__Provided data__
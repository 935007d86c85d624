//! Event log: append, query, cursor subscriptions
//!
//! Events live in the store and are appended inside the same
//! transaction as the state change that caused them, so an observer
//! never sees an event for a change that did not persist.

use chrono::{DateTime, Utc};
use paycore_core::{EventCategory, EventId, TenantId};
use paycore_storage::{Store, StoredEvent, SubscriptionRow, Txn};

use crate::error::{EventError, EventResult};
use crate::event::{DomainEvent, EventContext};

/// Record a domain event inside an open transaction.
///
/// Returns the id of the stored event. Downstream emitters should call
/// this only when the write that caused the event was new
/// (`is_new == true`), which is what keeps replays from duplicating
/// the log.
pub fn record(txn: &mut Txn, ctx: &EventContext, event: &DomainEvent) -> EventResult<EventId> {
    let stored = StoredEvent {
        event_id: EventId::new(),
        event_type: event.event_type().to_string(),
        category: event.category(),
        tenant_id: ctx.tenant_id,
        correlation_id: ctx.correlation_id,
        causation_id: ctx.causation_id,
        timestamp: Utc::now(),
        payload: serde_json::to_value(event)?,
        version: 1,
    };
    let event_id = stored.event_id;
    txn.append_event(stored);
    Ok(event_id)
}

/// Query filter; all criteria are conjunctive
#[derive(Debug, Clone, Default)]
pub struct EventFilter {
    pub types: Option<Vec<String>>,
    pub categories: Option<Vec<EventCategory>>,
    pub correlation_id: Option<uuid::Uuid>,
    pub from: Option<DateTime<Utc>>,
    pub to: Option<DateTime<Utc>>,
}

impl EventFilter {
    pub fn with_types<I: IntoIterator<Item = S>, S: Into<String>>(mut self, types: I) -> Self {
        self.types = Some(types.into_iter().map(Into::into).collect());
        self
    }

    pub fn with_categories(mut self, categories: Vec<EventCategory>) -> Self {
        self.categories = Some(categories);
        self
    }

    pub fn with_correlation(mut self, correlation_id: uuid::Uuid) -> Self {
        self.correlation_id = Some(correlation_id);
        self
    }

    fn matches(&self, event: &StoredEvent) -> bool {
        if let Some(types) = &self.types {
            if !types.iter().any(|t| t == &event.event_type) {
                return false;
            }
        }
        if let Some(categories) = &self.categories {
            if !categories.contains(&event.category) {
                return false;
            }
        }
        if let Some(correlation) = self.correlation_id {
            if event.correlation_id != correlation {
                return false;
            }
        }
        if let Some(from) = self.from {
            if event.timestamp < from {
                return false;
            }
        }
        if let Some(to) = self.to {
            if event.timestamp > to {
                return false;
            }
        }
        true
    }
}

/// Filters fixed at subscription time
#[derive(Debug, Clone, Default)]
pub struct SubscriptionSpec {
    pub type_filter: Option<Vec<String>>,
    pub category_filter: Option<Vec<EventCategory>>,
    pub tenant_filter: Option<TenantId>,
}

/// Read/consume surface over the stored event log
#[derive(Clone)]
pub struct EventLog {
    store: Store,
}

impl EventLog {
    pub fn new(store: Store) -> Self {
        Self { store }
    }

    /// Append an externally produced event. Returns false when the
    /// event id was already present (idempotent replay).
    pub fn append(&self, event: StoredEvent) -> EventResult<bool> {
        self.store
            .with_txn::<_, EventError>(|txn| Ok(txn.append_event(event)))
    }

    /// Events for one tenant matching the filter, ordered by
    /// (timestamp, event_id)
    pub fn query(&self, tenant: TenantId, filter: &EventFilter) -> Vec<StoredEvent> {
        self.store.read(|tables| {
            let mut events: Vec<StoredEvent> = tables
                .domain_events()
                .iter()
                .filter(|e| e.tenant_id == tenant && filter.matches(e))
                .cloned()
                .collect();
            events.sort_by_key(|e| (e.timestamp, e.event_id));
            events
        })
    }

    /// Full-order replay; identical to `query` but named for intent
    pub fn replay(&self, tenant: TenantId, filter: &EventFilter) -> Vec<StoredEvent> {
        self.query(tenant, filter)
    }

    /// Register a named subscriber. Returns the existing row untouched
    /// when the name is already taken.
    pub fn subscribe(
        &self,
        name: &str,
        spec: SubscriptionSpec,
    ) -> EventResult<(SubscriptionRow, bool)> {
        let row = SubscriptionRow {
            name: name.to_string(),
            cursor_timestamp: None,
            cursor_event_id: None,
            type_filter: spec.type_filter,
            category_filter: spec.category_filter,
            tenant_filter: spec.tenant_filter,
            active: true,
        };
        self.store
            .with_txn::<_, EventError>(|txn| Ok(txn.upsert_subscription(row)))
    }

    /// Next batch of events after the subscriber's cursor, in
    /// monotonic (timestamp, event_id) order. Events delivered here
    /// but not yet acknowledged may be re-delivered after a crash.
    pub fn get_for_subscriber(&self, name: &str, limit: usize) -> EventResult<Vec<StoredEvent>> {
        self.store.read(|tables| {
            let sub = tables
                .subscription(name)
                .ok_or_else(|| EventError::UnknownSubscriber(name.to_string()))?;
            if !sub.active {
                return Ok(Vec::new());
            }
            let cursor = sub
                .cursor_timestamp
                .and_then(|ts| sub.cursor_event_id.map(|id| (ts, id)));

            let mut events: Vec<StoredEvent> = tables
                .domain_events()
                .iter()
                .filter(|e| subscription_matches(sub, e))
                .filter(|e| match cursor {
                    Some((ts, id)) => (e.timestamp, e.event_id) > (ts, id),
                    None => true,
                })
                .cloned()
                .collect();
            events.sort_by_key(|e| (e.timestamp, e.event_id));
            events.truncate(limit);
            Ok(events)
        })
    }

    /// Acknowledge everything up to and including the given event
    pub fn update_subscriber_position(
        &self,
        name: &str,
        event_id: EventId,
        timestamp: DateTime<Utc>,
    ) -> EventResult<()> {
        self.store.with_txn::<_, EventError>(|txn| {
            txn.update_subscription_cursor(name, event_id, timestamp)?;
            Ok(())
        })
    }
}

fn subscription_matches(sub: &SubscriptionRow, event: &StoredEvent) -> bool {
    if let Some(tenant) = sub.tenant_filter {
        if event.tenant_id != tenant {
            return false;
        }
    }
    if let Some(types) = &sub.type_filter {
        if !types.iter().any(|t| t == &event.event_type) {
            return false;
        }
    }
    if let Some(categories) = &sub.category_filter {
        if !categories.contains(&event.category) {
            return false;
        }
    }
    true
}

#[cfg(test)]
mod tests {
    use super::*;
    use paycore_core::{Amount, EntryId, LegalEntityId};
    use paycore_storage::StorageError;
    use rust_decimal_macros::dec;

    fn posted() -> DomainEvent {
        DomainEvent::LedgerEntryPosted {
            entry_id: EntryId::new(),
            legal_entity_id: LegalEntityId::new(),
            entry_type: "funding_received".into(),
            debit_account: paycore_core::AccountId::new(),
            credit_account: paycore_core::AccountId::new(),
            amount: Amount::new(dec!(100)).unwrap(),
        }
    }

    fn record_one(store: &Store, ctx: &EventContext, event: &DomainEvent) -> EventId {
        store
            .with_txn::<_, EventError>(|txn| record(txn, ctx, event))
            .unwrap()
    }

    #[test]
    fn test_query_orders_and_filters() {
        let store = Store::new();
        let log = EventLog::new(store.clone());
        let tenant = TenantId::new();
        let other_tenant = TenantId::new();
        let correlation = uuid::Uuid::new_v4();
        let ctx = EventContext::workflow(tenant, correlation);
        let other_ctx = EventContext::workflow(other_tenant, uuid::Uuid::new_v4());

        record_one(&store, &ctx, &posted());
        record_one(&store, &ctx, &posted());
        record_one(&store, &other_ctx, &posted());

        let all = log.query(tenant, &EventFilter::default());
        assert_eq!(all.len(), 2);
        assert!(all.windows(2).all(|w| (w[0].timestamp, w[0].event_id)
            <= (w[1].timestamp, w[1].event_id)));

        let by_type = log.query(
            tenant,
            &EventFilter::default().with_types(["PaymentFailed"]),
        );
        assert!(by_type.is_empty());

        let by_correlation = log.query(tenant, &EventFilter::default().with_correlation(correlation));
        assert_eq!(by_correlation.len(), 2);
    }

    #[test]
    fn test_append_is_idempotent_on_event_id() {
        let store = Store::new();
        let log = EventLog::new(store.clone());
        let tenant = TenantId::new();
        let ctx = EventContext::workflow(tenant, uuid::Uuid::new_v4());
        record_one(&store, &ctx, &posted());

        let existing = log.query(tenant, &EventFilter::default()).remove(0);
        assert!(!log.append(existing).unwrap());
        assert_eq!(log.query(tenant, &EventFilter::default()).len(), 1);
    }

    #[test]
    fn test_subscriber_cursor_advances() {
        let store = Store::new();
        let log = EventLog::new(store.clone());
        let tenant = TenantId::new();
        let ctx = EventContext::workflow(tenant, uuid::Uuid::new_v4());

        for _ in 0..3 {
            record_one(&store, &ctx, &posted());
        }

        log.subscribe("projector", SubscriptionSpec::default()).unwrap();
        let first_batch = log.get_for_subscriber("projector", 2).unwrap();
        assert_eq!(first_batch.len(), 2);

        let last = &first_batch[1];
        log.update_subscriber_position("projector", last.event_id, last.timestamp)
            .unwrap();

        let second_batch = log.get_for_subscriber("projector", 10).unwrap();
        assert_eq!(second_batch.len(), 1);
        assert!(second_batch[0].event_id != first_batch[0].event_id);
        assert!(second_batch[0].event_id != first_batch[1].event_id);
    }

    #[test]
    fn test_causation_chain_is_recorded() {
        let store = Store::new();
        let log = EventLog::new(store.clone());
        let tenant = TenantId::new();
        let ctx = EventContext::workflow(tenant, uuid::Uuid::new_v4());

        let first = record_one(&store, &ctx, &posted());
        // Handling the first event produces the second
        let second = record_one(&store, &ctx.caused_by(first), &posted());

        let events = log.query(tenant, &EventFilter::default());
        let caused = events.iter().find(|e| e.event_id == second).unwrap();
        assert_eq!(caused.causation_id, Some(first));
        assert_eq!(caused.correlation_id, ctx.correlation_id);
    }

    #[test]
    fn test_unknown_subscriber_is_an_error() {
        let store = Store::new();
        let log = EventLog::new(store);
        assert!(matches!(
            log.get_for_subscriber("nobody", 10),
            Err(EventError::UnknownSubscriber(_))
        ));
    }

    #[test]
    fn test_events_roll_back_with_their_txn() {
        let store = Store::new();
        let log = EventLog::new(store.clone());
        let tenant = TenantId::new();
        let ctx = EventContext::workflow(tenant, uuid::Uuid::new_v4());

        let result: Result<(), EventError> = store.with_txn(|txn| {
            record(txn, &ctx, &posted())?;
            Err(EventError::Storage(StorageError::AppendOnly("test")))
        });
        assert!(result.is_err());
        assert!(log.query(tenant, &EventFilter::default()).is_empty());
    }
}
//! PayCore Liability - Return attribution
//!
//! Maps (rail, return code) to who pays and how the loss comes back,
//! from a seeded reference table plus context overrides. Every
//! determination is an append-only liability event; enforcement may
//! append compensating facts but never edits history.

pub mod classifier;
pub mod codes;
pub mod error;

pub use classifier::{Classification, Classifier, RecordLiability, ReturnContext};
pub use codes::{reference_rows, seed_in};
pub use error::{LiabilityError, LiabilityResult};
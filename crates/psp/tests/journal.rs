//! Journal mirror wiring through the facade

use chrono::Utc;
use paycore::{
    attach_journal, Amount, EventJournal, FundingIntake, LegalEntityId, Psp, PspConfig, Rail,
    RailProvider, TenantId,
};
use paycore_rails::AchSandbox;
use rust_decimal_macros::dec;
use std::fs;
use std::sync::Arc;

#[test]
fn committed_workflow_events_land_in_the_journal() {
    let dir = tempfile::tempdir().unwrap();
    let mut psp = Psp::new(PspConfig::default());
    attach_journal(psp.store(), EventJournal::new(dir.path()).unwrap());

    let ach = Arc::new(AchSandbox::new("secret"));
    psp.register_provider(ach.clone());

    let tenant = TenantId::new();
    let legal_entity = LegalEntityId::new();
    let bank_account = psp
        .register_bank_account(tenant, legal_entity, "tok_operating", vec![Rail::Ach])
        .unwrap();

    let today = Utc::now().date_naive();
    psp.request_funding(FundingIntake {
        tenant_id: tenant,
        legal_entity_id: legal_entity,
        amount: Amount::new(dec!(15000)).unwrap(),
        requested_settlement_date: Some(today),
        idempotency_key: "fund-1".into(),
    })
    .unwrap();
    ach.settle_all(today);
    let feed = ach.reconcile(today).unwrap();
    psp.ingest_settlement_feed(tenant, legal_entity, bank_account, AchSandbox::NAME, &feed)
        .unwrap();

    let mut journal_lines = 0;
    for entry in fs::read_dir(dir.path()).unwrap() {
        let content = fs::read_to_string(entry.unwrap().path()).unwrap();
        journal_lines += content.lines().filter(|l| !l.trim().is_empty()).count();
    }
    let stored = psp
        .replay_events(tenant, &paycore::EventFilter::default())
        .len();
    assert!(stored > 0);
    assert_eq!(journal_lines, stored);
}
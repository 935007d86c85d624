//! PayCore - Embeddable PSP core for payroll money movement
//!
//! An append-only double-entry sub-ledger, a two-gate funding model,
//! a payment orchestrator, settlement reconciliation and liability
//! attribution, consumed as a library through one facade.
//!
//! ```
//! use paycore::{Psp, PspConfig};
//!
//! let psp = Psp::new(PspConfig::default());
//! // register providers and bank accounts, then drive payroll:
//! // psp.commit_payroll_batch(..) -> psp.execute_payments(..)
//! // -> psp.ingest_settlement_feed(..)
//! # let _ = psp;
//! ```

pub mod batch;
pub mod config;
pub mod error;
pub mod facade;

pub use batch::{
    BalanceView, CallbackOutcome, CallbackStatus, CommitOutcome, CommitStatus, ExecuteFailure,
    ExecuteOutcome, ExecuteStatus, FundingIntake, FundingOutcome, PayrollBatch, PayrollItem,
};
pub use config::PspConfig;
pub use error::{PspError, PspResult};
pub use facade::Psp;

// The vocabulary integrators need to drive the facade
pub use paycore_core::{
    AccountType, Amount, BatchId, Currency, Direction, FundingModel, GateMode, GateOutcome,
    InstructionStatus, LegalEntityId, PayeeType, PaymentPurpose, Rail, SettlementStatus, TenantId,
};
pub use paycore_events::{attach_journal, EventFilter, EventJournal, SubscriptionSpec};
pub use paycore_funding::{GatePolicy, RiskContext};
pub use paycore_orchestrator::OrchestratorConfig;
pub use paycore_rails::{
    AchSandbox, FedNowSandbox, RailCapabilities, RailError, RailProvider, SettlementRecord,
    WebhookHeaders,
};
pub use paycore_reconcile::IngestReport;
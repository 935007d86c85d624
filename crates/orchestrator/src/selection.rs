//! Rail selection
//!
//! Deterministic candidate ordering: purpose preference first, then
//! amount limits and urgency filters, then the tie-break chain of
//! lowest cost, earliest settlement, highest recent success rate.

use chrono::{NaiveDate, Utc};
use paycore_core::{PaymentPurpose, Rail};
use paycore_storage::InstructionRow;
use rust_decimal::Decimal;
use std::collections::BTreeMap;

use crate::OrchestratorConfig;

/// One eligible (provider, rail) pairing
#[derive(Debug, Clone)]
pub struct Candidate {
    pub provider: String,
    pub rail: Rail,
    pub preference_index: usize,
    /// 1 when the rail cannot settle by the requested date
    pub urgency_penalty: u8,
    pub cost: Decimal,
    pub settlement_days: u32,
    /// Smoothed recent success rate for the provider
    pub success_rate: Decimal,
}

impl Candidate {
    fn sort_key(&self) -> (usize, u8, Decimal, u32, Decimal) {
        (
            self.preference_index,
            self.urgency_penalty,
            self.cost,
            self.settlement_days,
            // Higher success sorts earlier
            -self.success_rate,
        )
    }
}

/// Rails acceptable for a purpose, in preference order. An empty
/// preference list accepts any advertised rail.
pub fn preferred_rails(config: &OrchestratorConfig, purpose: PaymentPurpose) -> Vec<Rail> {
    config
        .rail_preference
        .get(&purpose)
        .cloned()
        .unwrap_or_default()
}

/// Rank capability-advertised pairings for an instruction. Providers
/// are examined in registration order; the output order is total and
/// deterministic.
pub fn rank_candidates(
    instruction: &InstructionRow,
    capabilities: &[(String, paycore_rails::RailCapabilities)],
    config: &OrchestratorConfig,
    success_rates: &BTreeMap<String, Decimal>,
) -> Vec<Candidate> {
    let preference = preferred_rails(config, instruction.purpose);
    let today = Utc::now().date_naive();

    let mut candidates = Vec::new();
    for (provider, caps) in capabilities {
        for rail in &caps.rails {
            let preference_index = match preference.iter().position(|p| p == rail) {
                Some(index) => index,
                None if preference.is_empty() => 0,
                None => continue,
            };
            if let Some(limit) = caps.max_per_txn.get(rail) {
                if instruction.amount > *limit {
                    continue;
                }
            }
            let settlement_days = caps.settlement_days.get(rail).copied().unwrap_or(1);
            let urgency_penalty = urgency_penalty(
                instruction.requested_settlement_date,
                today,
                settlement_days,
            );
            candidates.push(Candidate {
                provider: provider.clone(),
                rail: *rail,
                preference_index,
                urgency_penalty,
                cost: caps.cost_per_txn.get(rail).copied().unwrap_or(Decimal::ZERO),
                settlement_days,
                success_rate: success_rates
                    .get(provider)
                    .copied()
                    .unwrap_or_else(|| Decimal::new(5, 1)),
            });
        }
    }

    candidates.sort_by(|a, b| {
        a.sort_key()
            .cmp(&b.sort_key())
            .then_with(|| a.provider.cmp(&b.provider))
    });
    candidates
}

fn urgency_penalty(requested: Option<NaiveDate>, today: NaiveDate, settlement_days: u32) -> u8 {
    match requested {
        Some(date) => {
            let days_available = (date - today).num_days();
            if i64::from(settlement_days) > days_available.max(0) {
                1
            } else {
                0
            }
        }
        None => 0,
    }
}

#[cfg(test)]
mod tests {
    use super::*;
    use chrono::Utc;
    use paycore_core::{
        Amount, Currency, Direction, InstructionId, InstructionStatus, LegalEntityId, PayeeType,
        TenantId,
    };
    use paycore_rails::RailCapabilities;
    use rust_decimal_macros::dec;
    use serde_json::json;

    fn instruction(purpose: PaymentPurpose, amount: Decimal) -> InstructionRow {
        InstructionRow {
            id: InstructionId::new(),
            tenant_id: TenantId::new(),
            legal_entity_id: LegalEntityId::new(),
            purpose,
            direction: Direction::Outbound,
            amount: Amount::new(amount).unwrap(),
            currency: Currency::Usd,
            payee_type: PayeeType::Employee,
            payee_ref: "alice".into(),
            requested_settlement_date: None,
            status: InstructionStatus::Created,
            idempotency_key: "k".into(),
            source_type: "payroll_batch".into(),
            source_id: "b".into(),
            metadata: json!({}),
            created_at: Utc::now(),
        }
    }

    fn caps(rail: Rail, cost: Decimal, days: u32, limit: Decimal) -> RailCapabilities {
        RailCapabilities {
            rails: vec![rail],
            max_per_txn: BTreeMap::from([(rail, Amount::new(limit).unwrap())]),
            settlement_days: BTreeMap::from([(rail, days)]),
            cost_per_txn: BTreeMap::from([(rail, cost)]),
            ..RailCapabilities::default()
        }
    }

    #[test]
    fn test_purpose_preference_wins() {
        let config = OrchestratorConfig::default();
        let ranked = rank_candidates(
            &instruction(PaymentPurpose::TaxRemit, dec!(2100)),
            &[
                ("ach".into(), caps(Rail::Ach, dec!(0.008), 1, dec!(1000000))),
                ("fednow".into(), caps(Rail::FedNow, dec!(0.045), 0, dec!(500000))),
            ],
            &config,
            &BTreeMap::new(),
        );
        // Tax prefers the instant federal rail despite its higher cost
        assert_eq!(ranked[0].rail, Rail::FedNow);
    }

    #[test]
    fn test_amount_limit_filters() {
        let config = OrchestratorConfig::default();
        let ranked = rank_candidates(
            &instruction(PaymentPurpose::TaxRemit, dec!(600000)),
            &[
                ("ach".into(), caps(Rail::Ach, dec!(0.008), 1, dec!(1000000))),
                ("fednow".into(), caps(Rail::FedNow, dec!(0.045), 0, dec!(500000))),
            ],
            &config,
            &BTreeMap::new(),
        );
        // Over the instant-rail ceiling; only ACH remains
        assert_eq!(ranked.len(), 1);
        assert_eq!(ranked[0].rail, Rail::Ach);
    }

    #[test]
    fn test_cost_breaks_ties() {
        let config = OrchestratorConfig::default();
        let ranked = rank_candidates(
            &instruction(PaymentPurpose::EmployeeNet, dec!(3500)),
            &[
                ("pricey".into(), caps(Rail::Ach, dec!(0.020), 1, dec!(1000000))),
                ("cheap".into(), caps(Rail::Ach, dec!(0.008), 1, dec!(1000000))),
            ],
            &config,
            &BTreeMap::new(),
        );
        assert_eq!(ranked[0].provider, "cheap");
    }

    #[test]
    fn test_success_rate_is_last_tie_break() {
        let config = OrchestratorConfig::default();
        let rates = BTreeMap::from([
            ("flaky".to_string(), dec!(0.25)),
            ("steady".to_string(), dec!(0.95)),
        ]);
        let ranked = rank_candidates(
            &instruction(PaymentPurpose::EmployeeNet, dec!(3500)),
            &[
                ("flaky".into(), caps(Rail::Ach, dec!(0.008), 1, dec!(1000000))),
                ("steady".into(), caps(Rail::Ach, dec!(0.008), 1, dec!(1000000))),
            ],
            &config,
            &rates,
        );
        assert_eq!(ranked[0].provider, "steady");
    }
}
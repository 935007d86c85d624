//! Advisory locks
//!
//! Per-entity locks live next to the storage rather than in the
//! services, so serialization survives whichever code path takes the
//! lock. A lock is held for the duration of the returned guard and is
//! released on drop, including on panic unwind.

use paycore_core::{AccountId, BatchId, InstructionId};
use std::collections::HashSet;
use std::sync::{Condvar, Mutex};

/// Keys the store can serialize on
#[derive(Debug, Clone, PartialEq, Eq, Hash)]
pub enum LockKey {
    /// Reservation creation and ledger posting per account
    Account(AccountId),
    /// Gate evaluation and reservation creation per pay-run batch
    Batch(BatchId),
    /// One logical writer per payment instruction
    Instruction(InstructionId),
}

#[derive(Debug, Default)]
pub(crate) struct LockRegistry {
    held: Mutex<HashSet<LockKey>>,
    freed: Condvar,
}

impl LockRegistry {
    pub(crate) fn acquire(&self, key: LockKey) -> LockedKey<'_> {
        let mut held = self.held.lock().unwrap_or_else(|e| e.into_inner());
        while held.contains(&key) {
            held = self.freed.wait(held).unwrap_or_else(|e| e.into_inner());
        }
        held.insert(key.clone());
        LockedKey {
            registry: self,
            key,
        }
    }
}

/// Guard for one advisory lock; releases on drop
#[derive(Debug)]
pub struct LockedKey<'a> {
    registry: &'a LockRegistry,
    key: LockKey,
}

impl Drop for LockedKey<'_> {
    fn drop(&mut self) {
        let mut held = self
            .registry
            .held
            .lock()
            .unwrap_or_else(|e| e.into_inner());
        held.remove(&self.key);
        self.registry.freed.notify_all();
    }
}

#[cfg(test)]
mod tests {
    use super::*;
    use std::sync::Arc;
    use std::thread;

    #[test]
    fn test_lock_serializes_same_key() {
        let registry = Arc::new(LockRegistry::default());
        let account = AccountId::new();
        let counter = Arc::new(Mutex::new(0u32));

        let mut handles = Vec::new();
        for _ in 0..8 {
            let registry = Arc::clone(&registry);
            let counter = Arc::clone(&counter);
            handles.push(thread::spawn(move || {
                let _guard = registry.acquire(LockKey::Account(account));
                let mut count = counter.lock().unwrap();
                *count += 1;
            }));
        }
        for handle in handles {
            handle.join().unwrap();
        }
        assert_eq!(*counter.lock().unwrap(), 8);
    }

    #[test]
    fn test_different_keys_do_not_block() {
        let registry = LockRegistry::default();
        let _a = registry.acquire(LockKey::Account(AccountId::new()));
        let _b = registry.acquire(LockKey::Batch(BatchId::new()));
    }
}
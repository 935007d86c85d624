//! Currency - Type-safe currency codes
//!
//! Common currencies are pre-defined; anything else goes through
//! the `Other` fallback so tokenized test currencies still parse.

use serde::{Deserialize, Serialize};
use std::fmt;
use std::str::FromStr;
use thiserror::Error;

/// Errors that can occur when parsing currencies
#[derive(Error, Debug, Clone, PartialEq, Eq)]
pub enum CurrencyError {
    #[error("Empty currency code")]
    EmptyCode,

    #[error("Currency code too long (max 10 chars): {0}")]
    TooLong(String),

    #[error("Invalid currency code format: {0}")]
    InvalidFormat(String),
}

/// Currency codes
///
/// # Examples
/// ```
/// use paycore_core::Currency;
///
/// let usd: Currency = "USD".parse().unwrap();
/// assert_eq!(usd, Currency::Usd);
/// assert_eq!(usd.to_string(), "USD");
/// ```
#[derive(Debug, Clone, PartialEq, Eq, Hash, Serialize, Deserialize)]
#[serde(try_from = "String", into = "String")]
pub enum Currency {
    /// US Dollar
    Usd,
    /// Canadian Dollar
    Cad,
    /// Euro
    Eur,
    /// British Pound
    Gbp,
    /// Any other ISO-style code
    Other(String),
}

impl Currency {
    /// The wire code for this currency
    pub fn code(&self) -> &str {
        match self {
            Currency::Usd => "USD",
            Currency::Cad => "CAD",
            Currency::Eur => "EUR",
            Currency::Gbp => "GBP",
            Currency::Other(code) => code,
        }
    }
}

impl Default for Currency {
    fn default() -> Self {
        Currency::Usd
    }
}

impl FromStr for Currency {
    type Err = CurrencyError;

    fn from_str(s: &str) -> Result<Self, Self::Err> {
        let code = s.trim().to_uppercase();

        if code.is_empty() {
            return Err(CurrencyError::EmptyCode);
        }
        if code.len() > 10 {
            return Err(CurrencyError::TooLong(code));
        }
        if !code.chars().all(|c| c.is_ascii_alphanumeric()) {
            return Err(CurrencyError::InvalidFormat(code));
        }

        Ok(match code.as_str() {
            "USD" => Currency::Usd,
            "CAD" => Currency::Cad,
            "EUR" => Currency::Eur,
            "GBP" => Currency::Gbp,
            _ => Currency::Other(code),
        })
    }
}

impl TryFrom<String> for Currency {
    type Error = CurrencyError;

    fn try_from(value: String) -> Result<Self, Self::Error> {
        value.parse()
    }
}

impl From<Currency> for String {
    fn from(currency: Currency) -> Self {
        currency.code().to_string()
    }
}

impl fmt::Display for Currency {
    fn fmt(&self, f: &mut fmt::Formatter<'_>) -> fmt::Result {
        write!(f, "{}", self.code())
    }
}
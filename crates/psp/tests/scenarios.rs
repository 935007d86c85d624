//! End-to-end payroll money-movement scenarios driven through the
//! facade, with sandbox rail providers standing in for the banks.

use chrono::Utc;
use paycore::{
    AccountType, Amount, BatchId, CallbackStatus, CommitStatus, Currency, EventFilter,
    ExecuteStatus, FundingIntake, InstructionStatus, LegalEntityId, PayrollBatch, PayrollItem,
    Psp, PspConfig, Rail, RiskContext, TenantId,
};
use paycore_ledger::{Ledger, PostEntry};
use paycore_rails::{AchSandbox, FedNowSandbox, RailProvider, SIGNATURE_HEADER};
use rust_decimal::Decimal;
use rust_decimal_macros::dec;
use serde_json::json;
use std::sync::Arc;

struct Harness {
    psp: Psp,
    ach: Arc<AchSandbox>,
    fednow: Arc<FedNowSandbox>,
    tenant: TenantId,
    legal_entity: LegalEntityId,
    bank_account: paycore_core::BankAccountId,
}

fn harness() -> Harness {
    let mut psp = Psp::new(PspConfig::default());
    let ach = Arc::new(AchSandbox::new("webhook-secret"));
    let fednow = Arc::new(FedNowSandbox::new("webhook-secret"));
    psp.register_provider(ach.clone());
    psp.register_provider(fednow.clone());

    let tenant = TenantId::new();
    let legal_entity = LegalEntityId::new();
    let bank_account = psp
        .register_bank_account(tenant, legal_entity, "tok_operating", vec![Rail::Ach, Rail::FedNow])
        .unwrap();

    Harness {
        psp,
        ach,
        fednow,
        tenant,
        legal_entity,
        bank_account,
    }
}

__What you will do__
In the records above, how many lines hold "LockKey"? Only the number is wanted.

__Result of the exercise__
7